Bottleneck Identification
Profiling (CPU, memory, I/O), flame graphs, distributed trace analysis
Bottleneck identification is the systematic process of locating the constraint limiting system performance — the resource (CPU, memory, I/O, network, lock contention) or code path that becomes saturated first under load. The methodology follows Amdahl's Law: parallelizing 90% of work with 10% sequential gives maximum 10x speedup regardless of added parallelism. Profiling (CPU, memory, I/O), flame graphs, and distributed tracing (Jaeger, Zipkin, Datadog APM) are the primary investigative tools used by performance engineers at every major technology company.
Key Points
- CPU profiling: sampling profilers (Linux perf, Java VisualVM, py-spy) capture stack traces at regular intervals — visualized as flame graphs showing where CPU time is spent.
- Flame graphs: Brendan Gregg's visualization; width = CPU time proportion, height = call stack depth — wide plateaus are optimization targets.
- Memory profiling: heap allocation profiling (Java JProfiler, Go pprof, Python memory_profiler) identifies allocation hot paths and objects holding references preventing GC.
- I/O bottlenecks: identify with `iostat -x 1` (disk saturation), `ss -s` (socket states), `netstat -s` (network errors) — look for high iowait% and queue depth.
- Distributed tracing: instruments each service call with trace ID + span; Jaeger and Zipkin visualize end-to-end request waterfall — immediately shows which service contributes most latency.

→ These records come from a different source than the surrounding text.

use std::fmt::Debug;

use tracing::debug;

use crate::error::{
	Result,
	TranscodeError
};

/// A closed set of raw codes stored in a resource blob. Implemented through [`code_enum!`](crate::code_enum).
pub trait Coded: Copy + Debug + PartialEq + 'static {
	/// Every member of the domain, in declaration order
	const ALL: &'static [Self];
	const NAME: &'static str;

	fn raw(self) -> i64;
	fn from_raw(raw: i64) -> Option<Self>;
}

/// Static mapping from a legacy coded value to its modern counterpart.
///
/// An entry of `(code, None)` records that `code` is known to have no modern equivalent. A code that
/// has no entry at all is unspecified. Either way [`RemapTable::remap`] refuses it, since later stages
/// derive buffer sizes from these values and a silent default would corrupt the output.
#[derive(Debug)]
pub struct RemapTable<L: 'static, M: 'static> {
	name: &'static str,
	entries: &'static [(L, Option<M>)],
}

impl<L, M> RemapTable<L, M>
where
	L: Coded,
	M: Copy,
{
	pub const fn new(name: &'static str, entries: &'static [(L, Option<M>)]) -> RemapTable<L, M> {
		RemapTable {
			name: name,
			entries: entries,
		}
	}

	pub fn name(&self) -> &'static str {
		self.name
	}

	/// Looks up the modern value for `legacy`
	pub fn remap(&self, legacy: L) -> Result<M> {
		match self.entries.iter().find(|(l, _)| *l == legacy) {
			Some((_, Some(modern))) => Ok(*modern),
			Some((_, None)) => {
				debug!(table = self.name, value = ?legacy, "no modern equivalent");
				Err(self.unsupported(legacy))
			},
			None => {
				debug!(table = self.name, value = ?legacy, "unspecified legacy value");
				Err(self.unsupported(legacy))
			},
		}
	}

	/// Returns true if `legacy` has a modern value
	pub fn is_mapped(&self, legacy: L) -> bool {
		self.entries.iter().any(|(l, m)| *l == legacy && m.is_some())
	}

	/// Lists the legacy codes the table neither maps nor declares unsupported
	pub fn audit(&self) -> Vec<L> {
		L::ALL.iter()
			.filter(|l| !self.entries.iter().any(|(e, _)| e == *l))
			.copied()
			.collect()
	}

	/// Lists the legacy codes that appear in more than one entry
	pub fn duplicates(&self) -> Vec<L> {
		let mut dups = vec![];

		for (i, (l, _)) in self.entries.iter().enumerate() {
			if self.entries[..i].iter().any(|(e, _)| e == l) && !dups.contains(l) {
				dups.push(*l);
			}
		}

		dups
	}

	fn unsupported(&self, legacy: L) -> TranscodeError {
		TranscodeError::UnsupportedValue {
			table: self.name,
			value: format!("{:?} ({:#x})", legacy, legacy.raw()),
		}
	}
}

- Lock contention: Java thread dumps, Go goroutine dumps, PostgreSQL `pg_locks` view — identify threads blocked waiting for mutexes or row-level locks.
- Database slow query analysis: `pg_stat_statements` in PostgreSQL ranks queries by total execution time — sort by total_time DESC to find the highest-impact optimization targets.
- USE Method (Brendan Gregg): for every resource, check Utilization (busy %), Saturation (queue length), Errors — systematic elimination of bottleneck candidates.
Real-World Example
Netflix's performance team used CPU flame graphs to discover that a JVM JIT compilation hot path was consuming 15% of CPU in their Zuul API gateway under sustained load. A single JVM flag change (`-XX:+UseStringDeduplication`) reduced memory pressure by 20% and improved p99 latency by 35ms.